Ganz offenbar sind auch bei der Entstehung berühmter Brecht-Gedichte Mittler mit am Werk gewesen, ungenannte Übersetzer fremder Texte und entlegener Traditionen, die Entscheidendes dazu beigetragen haben. Der Befund gilt generell, denn bei genauerer Betrachtung zeigt sich, daß der gesamte Kanon der Moderne, mit dem wir gern das Eigene der Kultur abstecken, von fremden Elementen durchsetzt ist, die dessen vielfältige Verflechtungen mit anderem bezeugt. Alfred Döblin, Hermann Hesse, C. G. Jung, Klabund, Otto Kokoschka, Ernst Toller oder Hans Arp sind nur einige der prominenteren Laozi-Leser, die wie auch Brecht den Verheerungen der Welt- und Nachkriegszeit mit Rückgriff auf fernöstliche Philosophie begegneten. Ihre gemeinsame Quelle war "Das Buch des Alten vom Sinn und Leben", das 1911 im Eugen Diederichs Verlag Jena erschien und den chinesischen Klassiker erstmals einem breiten deutschen Publikum bekannt machte. Die Übertragung von Richard Wilhelm, einem Missionar in Kiautschou, entstand als empörte Reaktion auf die Militäraktion von 1900, den Rachefeldzug westlicher Großmächte unter Oberbefehl eines deutschen "Weltmarschalls" zur Niederschlagung des Boxer-Aufstands in China. So kreuzen sich in der Laozi-Rezeption die Erinnerung an einen blutigen Befriedungsfeldzug mit christlicher Versöhnungshoffnung, europäische Sinnsuche mit kolonialer Machtgebärde, und die genannten Texte sind, wie Walter Benjamin es später formulieren sollte, Dokumente der Kultur wie auch zugleich solche der Barbarei.

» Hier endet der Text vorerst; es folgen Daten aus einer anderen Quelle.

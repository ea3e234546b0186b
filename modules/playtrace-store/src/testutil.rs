//! Counting, failable store doubles for tests.

use std::sync::atomic::{AtomicBool, Ordering};
use std::sync::Mutex;
use std::time::Duration;

use async_trait::async_trait;
use mongodb::bson::Document;
use serde_json::{Map, Value};

use crate::coerce::SqlValue;
use crate::error::StoreError;
use crate::store::{AnalyticsStore, DocumentStore};

/// In-memory analytics store recording every call.
#[derive(Default)]
pub struct MockAnalytics {
    executed: Mutex<Vec<String>>,
    rows: Mutex<Vec<(String, Vec<SqlValue>)>>,
    select_rows: Mutex<Vec<Map<String, Value>>>,
    fail_exec: AtomicBool,
    fail_insert: AtomicBool,
    fail_select: AtomicBool,
    exec_delay: Option<Duration>,
}

impl MockAnalytics {
    /// Sleep inside `exec` to widen provisioning races.
    pub fn with_exec_delay_ms(mut self, millis: u64) -> Self {
        self.exec_delay = Some(Duration::from_millis(millis));
        self
    }

    pub fn fail_exec(&self, fail: bool) {
        self.fail_exec.store(fail, Ordering::SeqCst);
    }

    pub fn fail_insert(&self, fail: bool) {
        self.fail_insert.store(fail, Ordering::SeqCst);
    }

    pub fn fail_select(&self, fail: bool) {
        self.fail_select.store(fail, Ordering::SeqCst);
    }

    /// Rows to return from the next `select`.
    pub fn set_select_rows(&self, rows: Vec<Map<String, Value>>) {
        *self.select_rows.lock().unwrap() = rows;
    }

    /// Statements run through `exec`, in order.
    pub fn executed(&self) -> Vec<String> {
        self.executed.lock().unwrap().clone()
    }

    /// Rows inserted through `insert_row`: (statement, bind values).
    pub fn inserted(&self) -> Vec<(String, Vec<SqlValue>)> {
        self.rows.lock().unwrap().clone()
    }
}

#[async_trait]
impl AnalyticsStore for MockAnalytics {
    async fn ping(&self) -> Result<(), StoreError> {
        Ok(())
    }

    async fn exec(&self, statement: &str) -> Result<(), StoreError> {
        if let Some(delay) = self.exec_delay {
            tokio::time::sleep(delay).await;
        }
        if self.fail_exec.load(Ordering::SeqCst) {
            return Err(StoreError("mock exec failure".into()));
        }
        self.executed.lock().unwrap().push(statement.to_string());
        Ok(())
    }

    async fn insert_row(&self, statement: &str, values: &[SqlValue]) -> Result<(), StoreError> {
        if self.fail_insert.load(Ordering::SeqCst) {
            return Err(StoreError("mock insert failure".into()));
        }
        self.rows
            .lock()
            .unwrap()
            .push((statement.to_string(), values.to_vec()));
        Ok(())
    }

    async fn select(&self, _statement: &str) -> Result<Vec<Map<String, Value>>, StoreError> {
        if self.fail_select.load(Ordering::SeqCst) {
            return Err(StoreError("mock select failure".into()));
        }
        Ok(self.select_rows.lock().unwrap().clone())
    }
}

/// In-memory document store recording every call.
#[derive(Default)]
pub struct MockDocuments {
    documents: Mutex<Vec<(String, Document)>>,
    indexes: Mutex<Vec<(String, String, bool)>>,
    fail_insert: AtomicBool,
    fail_index: AtomicBool,
}

impl MockDocuments {
    pub fn fail_insert(&self, fail: bool) {
        self.fail_insert.store(fail, Ordering::SeqCst);
    }

    pub fn fail_index(&self, fail: bool) {
        self.fail_index.store(fail, Ordering::SeqCst);
    }

    /// Documents inserted: (collection, document).
    pub fn documents(&self) -> Vec<(String, Document)> {
        self.documents.lock().unwrap().clone()
    }

    /// Indexes created: (collection, field, descending).
    pub fn indexes(&self) -> Vec<(String, String, bool)> {
        self.indexes.lock().unwrap().clone()
    }
}

#[async_trait]
impl DocumentStore for MockDocuments {
    async fn insert_document(
        &self,
        collection: &str,
        document: Document,
    ) -> Result<(), StoreError> {
        if self.fail_insert.load(Ordering::SeqCst) {
            return Err(StoreError("mock document insert failure".into()));
        }
        self.documents
            .lock()
            .unwrap()
            .push((collection.to_string(), document));
        Ok(())
    }

    async fn create_index(
        &self,
        collection: &str,
        field: &str,
        descending: bool,
    ) -> Result<(), StoreError> {
        if self.fail_index.load(Ordering::SeqCst) {
            return Err(StoreError("mock index failure".into()));
        }
        self.indexes
            .lock()
            .unwrap()
            .push((collection.to_string(), field.to_string(), descending));
        Ok(())
    }
}
use std::env;

/// Application configuration loaded from environment variables.
#[derive(Debug, Clone)]
pub struct Config {
    // ClickHouse (analytics store)
    pub clickhouse_url: String,
    pub clickhouse_database: String,

    // MongoDB (document mirror)
    pub mongo_uri: String,
    pub mongo_database: String,

    // HTTP server
    pub http_host: String,
    pub http_port: u16,

    // Upper bound on any single backing-store call, in seconds
    pub store_timeout_secs: u64,
}

impl Config {
    /// Load configuration from environment variables.
    /// Every variable has a default suited to the docker-compose setup.
    pub fn from_env() -> Self {
        Self {
            clickhouse_url: env::var("CLICKHOUSE_URL")
                .unwrap_or_else(|_| "http://clickhouse-server:8123".to_string()),
            clickhouse_database: env::var("CLICKHOUSE_DATABASE")
                .unwrap_or_else(|_| "playtrace".to_string()),
            mongo_uri: env::var("MONGO_URI")
                .unwrap_or_else(|_| "mongodb://mongodb:27017".to_string()),
            mongo_database: env::var("MONGO_DATABASE")
                .unwrap_or_else(|_| "playtrace".to_string()),
            http_host: env::var("HTTP_HOST").unwrap_or_else(|_| "0.0.0.0".to_string()),
            http_port: env::var("HTTP_PORT")
                .unwrap_or_else(|_| "1234".to_string())
                .parse()
                .expect("HTTP_PORT must be a number"),
            store_timeout_secs: env::var("STORE_TIMEOUT_SECS")
                .unwrap_or_else(|_| "10".to_string())
                .parse()
                .expect("STORE_TIMEOUT_SECS must be a number"),
        }
    }
}
use std::sync::Arc;
use std::time::Duration;

use anyhow::{Context, Result};
use tracing::info;
use tracing_subscriber::EnvFilter;

use playtrace_common::Config;
use playtrace_store::{AnalyticsStore, ClickHouseStore, EventWriter, MongoStore, QueryGateway};

mod routes;

use routes::AppState;

#[tokio::main]
async fn main() -> Result<()> {
    tracing_subscriber::fmt()
        .with_env_filter(EnvFilter::from_default_env().add_directive("playtrace=info".parse()?))
        .init();

    let config = Config::from_env();
    let timeout = Duration::from_secs(config.store_timeout_secs);

    let clickhouse = ClickHouseStore::connect(
        &config.clickhouse_url,
        &config.clickhouse_database,
        timeout,
    );
    clickhouse
        .ping()
        .await
        .with_context(|| format!("clickhouse unreachable at {}", config.clickhouse_url))?;
    info!(url = %config.clickhouse_url, "connected to ClickHouse");

    let mongo = MongoStore::connect(&config.mongo_uri, &config.mongo_database, timeout)
        .await
        .with_context(|| format!("mongodb unreachable at {}", config.mongo_uri))?;
    info!(uri = %config.mongo_uri, "connected to MongoDB");

    let analytics: Arc<dyn AnalyticsStore> = Arc::new(clickhouse);
    let state = Arc::new(AppState {
        writer: EventWriter::new(analytics.clone(), Arc::new(mongo)),
        gateway: QueryGateway::new(analytics.clone()),
        analytics,
    });

    let app = routes::router(state);

    let addr = format!("{}:{}", config.http_host, config.http_port);
    let listener = tokio::net::TcpListener::bind(&addr).await?;
    info!(addr, "listening");
    axum::serve(listener, app).await?;
    Ok(())
}
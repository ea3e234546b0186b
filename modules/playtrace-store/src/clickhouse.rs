//! Production ClickHouse client. Speaks the HTTP protocol through the
//! `clickhouse` crate; every call is bounded by the configured timeout.

use std::time::Duration;

use async_trait::async_trait;
use clickhouse::Client;
use serde_json::{Map, Value};

use crate::coerce::SqlValue;
use crate::error::StoreError;
use crate::store::AnalyticsStore;

/// Thin wrapper around `clickhouse::Client` providing connection setup.
#[derive(Clone)]
pub struct ClickHouseStore {
    client: Client,
    timeout: Duration,
}

impl ClickHouseStore {
    /// Build a client against the given HTTP endpoint and database.
    /// The underlying client pools connections and is cheap to clone.
    pub fn connect(url: &str, database: &str, timeout: Duration) -> Self {
        let client = Client::default().with_url(url).with_database(database);
        Self { client, timeout }
    }

    async fn bounded<T>(
        &self,
        call: impl std::future::Future<Output = Result<T, clickhouse::error::Error>>,
    ) -> Result<T, StoreError> {
        match tokio::time::timeout(self.timeout, call).await {
            Ok(result) => result.map_err(StoreError::from),
            Err(_) => Err(StoreError(format!(
                "clickhouse call timed out after {:?}",
                self.timeout
            ))),
        }
    }
}

#[async_trait]
impl AnalyticsStore for ClickHouseStore {
    /// The HTTP client holds no session to re-open, so a failed ping is a
    /// health signal for the caller to log; the next statement surfaces the
    /// real error.
    async fn ping(&self) -> Result<(), StoreError> {
        self.bounded(self.client.query("SELECT 1").execute()).await
    }

    async fn exec(&self, statement: &str) -> Result<(), StoreError> {
        self.bounded(self.client.query(statement).execute()).await
    }

    async fn insert_row(&self, statement: &str, values: &[SqlValue]) -> Result<(), StoreError> {
        let mut query = self.client.query(statement);
        for value in values {
            query = query.bind(value);
        }
        self.bounded(query.execute()).await
    }

    async fn select(&self, statement: &str) -> Result<Vec<Map<String, Value>>, StoreError> {
        let mut cursor = self
            .client
            .query(statement)
            .fetch_bytes("JSONEachRow")
            .map_err(StoreError::from)?;
        let bytes = self.bounded(cursor.collect()).await?;

        let mut rows = Vec::new();
        for line in bytes.split(|b| *b == b'\n') {
            if line.is_empty() {
                continue;
            }
            let row: Map<String, Value> = serde_json::from_slice(line)
                .map_err(|e| StoreError(format!("malformed result row: {e}")))?;
            rows.push(row);
        }
        Ok(rows)
    }
}
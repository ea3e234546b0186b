//! Store seams. The coordinator, registry and gateway talk to the backing
//! stores only through these traits, so tests can swap in doubles and the
//! production clients stay behind explicit context objects.

use std::sync::Arc;

use async_trait::async_trait;
use mongodb::bson::Document;
use serde_json::{Map, Value};

use crate::coerce::SqlValue;
use crate::error::StoreError;

/// SQL-speaking analytics store (system of record for querying).
#[async_trait]
pub trait AnalyticsStore: Send + Sync {
    /// Liveness probe, invoked by the HTTP layer before ingest.
    async fn ping(&self) -> Result<(), StoreError>;

    /// Execute a statement with no result set.
    async fn exec(&self, statement: &str) -> Result<(), StoreError>;

    /// Insert one row through a positional-placeholder statement.
    /// The values must match the statement's placeholders in order.
    async fn insert_row(&self, statement: &str, values: &[SqlValue]) -> Result<(), StoreError>;

    /// Run a read statement; every result row becomes an ordered mapping
    /// from column name to value.
    async fn select(&self, statement: &str) -> Result<Vec<Map<String, Value>>, StoreError>;
}

/// Schema-flexible document store (best-effort mirror).
#[async_trait]
pub trait DocumentStore: Send + Sync {
    /// Insert one document into a collection.
    async fn insert_document(&self, collection: &str, document: Document)
        -> Result<(), StoreError>;

    /// Create a single-field index on a collection.
    async fn create_index(
        &self,
        collection: &str,
        field: &str,
        descending: bool,
    ) -> Result<(), StoreError>;
}

pub type ArcAnalyticsStore = Arc<dyn AnalyticsStore>;
pub type ArcDocumentStore = Arc<dyn DocumentStore>;
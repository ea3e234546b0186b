pub mod config;
pub mod event;

pub use config::Config;
pub use event::{Event, UnixTime};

Durchkreuzungen und Doppelungen dieser Art bilden den Fokus eines regen Forschungsgebiets der Kulturwissenschaften, das sich in den letzten zwei Jahrzehnten unter dem Kennwort "Postcolonial Studies" formiert hat. Ganz wie im Szenario aus Brechts Ballade widmet es sich den Zwischengängern, Überläufern oder Emigranten, die den grenzüberschreitenden Verkehr von Traditionen und Kulturen betreiben, ebenso wie den Grenzposten, Autoritätsfiguren oder Subalternen, die über diesen Schmuggel wachen und ihn oft unbemerkt, doch wirkungsvoll manipulieren.
Dabei wird in britischen, amerikanischen oder französischen Zusammenhängen stets auch die koloniale Erbschaft bearbeitet, die jede kulturelle Selbstverständigung an eine politische Geschichte von Welthandel, Sklaverei und imperiale Expansion bindet. Hierzulande mochte sich die Zurückhaltung gegenüber solchen Fragestellungen wohl darauf berufen, daß die Periode des formellen Kolonialismus für Deutschland rasch vorüberging. Und doch weisen ihre Spuren ins Zentrum auch der deutschen Kultur und deren Inszenierungen von Selbst- und Fremdbildern. Ein aufschlußreicher Sammelband einer Berliner Forschergruppe über "Literatur, Medien, Wissenschaft in der deutschen Gründerzeit des Fremden" bietet jetzt der Diskussion dazu reiches Anschauungsmaterial und kluge Argumente.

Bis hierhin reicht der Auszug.